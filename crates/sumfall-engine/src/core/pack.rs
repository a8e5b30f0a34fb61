use std::fmt;

use arrayvec::ArrayVec;
use serde::{Deserialize, Serialize};

use crate::GridShapeError;

use super::{
    PACK_SIZE,
    block::{Block, parse_row},
};

/// The 2×2 block shape a player drops each turn.
///
/// A pack has no position; it is only a shape template. Cells are stored
/// row-major, top row first.
///
/// # Example
///
/// ```
/// use sumfall_engine::Pack;
///
/// let pack = Pack::from_rows(&[[9u8, 5], [0, 3]]).unwrap();
/// let rotated = pack.rotated(1);
/// assert_eq!(rotated, Pack::from_rows(&[[0u8, 9], [3, 5]]).unwrap());
/// assert_eq!(pack.rotated(4), pack);
/// ```
#[derive(Debug, Clone, Copy, PartialEq, Eq, Hash, Serialize, Deserialize)]
#[serde(transparent)]
pub struct Pack {
    rows: [[Block; PACK_SIZE]; PACK_SIZE],
}

impl Pack {
    #[must_use]
    pub const fn new(rows: [[Block; PACK_SIZE]; PACK_SIZE]) -> Self {
        Self { rows }
    }

    /// Builds a pack from raw integer rows, top row first.
    pub fn from_rows<R>(rows: &[R]) -> Result<Self, GridShapeError>
    where
        R: AsRef<[u8]>,
    {
        if rows.len() != PACK_SIZE {
            return Err(GridShapeError::RowCount {
                expected: PACK_SIZE,
                actual: rows.len(),
            });
        }
        let mut cells = [[Block::EMPTY; PACK_SIZE]; PACK_SIZE];
        for (y, (row, values)) in cells.iter_mut().zip(rows).enumerate() {
            let blocks = parse_row(y, values.as_ref(), PACK_SIZE)?;
            for (cell, block) in row.iter_mut().zip(blocks) {
                *cell = block;
            }
        }
        Ok(Self::new(cells))
    }

    #[must_use]
    pub fn get(&self, row: usize, column: usize) -> Block {
        self.rows[row][column]
    }

    #[must_use]
    pub fn rows(&self) -> &[[Block; PACK_SIZE]; PACK_SIZE] {
        &self.rows
    }

    pub fn blocks(&self) -> impl Iterator<Item = Block> + '_ {
        self.rows.iter().flatten().copied()
    }

    /// Rotates the pack 90° clockwise.
    ///
    /// Cell `(i, j)` moves to `(j, PACK_SIZE - 1 - i)`.
    #[must_use]
    pub fn rotated_once(&self) -> Self {
        let mut rows = [[Block::EMPTY; PACK_SIZE]; PACK_SIZE];
        for (i, row) in self.rows.iter().enumerate() {
            for (j, &block) in row.iter().enumerate() {
                rows[j][PACK_SIZE - 1 - i] = block;
            }
        }
        Self { rows }
    }

    /// Rotates the pack clockwise `times` quarter turns.
    ///
    /// Only `times % 4` matters.
    #[must_use]
    pub fn rotated(&self, times: usize) -> Self {
        (0..times % 4).fold(*self, |pack, _| pack.rotated_once())
    }

    /// Returns the shape the pack takes once its blocks fall to the bottom of each pack column.
    #[must_use]
    pub fn settled(&self) -> Self {
        let mut rows = [[Block::EMPTY; PACK_SIZE]; PACK_SIZE];
        for column in 0..PACK_SIZE {
            let mut y = PACK_SIZE;
            for row in (0..PACK_SIZE).rev() {
                let block = self.rows[row][column];
                if !block.is_empty() {
                    y -= 1;
                    rows[y][column] = block;
                }
            }
        }
        Self { rows }
    }

    /// Lists the rotations that land differently, in rotation order.
    ///
    /// Two rotations land the same when their settled shapes are equal.
    /// The first rotation is always included.
    #[must_use]
    pub fn distinct_rotations(&self) -> ArrayVec<(PackRotation, Self), 4> {
        let mut rotations: ArrayVec<(PackRotation, Self), 4> = ArrayVec::new();
        for rotation in PackRotation::ALL {
            let pack = self.rotated(rotation.quarter_turns());
            let settled = pack.settled();
            if rotations.iter().any(|(_, p)| p.settled() == settled) {
                continue;
            }
            rotations.push((rotation, pack));
        }
        rotations
    }
}

impl fmt::Display for Pack {
    fn fmt(&self, f: &mut fmt::Formatter<'_>) -> fmt::Result {
        for (i, row) in self.rows.iter().enumerate() {
            if i > 0 {
                writeln!(f)?;
            }
            for (j, block) in row.iter().enumerate() {
                if j > 0 {
                    write!(f, " ")?;
                }
                write!(f, "{:>2}", block.value())?;
            }
        }
        Ok(())
    }
}

/// Number of clockwise quarter turns applied to a pack.
///
/// - `0`: as given in the schedule
/// - `1`: 90° clockwise
/// - `2`: 180°
/// - `3`: 270° clockwise (90° counterclockwise)
#[derive(
    Debug,
    Default,
    Clone,
    Copy,
    PartialEq,
    Eq,
    Hash,
    PartialOrd,
    Ord,
    Serialize,
    derive_more::Display,
)]
#[serde(into = "u8")]
pub struct PackRotation(u8);

impl PackRotation {
    pub const ALL: [Self; 4] = [Self(0), Self(1), Self(2), Self(3)];

    /// Wraps `quarter_turns` modulo 4.
    #[must_use]
    #[expect(clippy::cast_possible_truncation)]
    pub const fn new(quarter_turns: usize) -> Self {
        Self((quarter_turns % 4) as u8)
    }

    #[must_use]
    pub const fn quarter_turns(self) -> usize {
        self.0 as usize
    }
}

impl From<PackRotation> for u8 {
    fn from(rotation: PackRotation) -> Self {
        rotation.0
    }
}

Work order » Output the line bearing "#[expect(clippy::cast_possible_truncation)]" along with all the lines after it through the end of the entries, exactly, and no other lines.

Answer to this exercise »
    #[expect(clippy::cast_possible_truncation)]
    pub const fn new(quarter_turns: usize) -> Self {
        Self((quarter_turns % 4) as u8)
    }

    #[must_use]
    pub const fn quarter_turns(self) -> usize {
        self.0 as usize
    }
}

impl From<PackRotation> for u8 {
    fn from(rotation: PackRotation) -> Self {
        rotation.0
    }
}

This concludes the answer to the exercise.